▶ [Source data]
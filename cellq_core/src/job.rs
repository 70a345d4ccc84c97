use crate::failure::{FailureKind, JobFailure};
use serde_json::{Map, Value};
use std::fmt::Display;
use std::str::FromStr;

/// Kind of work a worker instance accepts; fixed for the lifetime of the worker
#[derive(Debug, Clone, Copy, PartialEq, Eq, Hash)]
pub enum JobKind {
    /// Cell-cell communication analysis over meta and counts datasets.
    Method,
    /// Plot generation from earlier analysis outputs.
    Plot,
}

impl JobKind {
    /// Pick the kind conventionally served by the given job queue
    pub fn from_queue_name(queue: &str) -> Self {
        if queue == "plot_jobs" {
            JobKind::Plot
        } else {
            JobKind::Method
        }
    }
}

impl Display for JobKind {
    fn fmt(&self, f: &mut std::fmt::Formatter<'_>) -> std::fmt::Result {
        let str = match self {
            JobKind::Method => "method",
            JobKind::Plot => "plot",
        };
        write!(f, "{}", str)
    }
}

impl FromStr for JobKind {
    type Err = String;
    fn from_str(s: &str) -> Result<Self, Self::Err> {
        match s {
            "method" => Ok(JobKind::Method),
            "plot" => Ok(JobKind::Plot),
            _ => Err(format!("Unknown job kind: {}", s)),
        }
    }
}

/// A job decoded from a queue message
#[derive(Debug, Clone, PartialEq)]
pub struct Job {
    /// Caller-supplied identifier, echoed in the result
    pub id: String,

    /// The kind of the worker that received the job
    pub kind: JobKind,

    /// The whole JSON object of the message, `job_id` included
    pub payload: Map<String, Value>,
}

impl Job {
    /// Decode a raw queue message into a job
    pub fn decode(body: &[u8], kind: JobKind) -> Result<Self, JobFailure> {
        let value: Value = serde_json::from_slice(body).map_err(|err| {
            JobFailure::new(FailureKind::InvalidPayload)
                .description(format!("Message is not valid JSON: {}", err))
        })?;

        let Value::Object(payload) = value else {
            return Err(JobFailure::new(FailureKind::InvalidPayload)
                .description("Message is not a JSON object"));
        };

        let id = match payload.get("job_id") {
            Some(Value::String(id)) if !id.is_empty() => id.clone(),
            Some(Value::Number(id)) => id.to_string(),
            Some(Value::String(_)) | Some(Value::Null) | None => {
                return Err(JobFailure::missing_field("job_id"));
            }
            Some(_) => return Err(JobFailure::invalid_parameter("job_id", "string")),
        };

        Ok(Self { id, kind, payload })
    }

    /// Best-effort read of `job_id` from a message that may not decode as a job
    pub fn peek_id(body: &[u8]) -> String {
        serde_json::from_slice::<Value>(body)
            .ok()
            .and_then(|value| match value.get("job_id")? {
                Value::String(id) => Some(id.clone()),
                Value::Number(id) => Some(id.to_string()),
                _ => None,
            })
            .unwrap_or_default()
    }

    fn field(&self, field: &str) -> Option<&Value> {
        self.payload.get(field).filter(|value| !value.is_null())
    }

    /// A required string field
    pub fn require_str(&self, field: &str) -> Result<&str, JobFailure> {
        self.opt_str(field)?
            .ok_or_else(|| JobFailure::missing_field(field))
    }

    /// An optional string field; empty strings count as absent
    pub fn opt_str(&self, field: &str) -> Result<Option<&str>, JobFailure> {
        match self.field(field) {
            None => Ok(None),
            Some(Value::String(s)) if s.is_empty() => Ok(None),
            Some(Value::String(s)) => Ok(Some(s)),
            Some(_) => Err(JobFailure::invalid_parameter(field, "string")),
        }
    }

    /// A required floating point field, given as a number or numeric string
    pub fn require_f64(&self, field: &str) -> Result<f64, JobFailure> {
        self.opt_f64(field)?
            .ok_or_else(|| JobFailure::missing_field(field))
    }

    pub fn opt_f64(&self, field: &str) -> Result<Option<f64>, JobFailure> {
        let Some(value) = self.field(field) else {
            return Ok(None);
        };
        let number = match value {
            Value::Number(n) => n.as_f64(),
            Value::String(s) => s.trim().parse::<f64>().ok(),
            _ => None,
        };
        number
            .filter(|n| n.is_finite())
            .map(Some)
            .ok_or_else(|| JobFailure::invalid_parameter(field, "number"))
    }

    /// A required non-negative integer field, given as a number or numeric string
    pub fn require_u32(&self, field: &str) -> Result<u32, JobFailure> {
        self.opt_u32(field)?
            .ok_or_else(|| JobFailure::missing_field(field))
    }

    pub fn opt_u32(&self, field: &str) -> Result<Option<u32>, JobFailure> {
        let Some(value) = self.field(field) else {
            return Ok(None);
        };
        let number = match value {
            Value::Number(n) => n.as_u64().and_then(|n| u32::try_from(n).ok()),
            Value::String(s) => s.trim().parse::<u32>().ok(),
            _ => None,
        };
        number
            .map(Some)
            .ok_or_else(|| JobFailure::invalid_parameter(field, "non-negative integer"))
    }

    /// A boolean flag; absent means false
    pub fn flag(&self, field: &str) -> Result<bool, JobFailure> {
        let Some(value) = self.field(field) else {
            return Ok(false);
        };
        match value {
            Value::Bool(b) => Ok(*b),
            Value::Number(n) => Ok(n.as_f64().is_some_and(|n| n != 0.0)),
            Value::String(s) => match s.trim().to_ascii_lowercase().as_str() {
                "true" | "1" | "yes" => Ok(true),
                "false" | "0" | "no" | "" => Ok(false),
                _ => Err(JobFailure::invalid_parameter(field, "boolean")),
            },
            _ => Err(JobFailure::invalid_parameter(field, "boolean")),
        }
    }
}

* * *

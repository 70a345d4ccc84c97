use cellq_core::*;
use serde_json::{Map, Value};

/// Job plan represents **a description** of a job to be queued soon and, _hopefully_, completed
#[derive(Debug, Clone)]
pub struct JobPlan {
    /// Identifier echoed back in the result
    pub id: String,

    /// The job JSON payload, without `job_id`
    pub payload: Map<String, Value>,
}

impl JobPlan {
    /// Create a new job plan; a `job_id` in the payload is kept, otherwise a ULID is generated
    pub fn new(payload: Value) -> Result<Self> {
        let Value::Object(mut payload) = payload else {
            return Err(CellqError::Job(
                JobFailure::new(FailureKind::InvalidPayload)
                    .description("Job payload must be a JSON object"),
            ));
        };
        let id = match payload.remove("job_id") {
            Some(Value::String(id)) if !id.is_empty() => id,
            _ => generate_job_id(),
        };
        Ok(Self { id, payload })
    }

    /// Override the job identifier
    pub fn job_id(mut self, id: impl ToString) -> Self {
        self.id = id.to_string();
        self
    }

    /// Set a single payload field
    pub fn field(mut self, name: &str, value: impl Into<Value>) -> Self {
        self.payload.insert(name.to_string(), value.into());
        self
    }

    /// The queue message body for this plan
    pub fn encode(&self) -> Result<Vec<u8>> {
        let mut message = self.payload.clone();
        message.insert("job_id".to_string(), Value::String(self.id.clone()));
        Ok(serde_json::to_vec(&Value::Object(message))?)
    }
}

▶ [Work item]
Check each line above for the word "analysis", and copy the lines where it appears.

▶ [Exercise result]
    /// Cell-cell communication analysis over meta and counts datasets.
    /// Plot generation from earlier analysis outputs.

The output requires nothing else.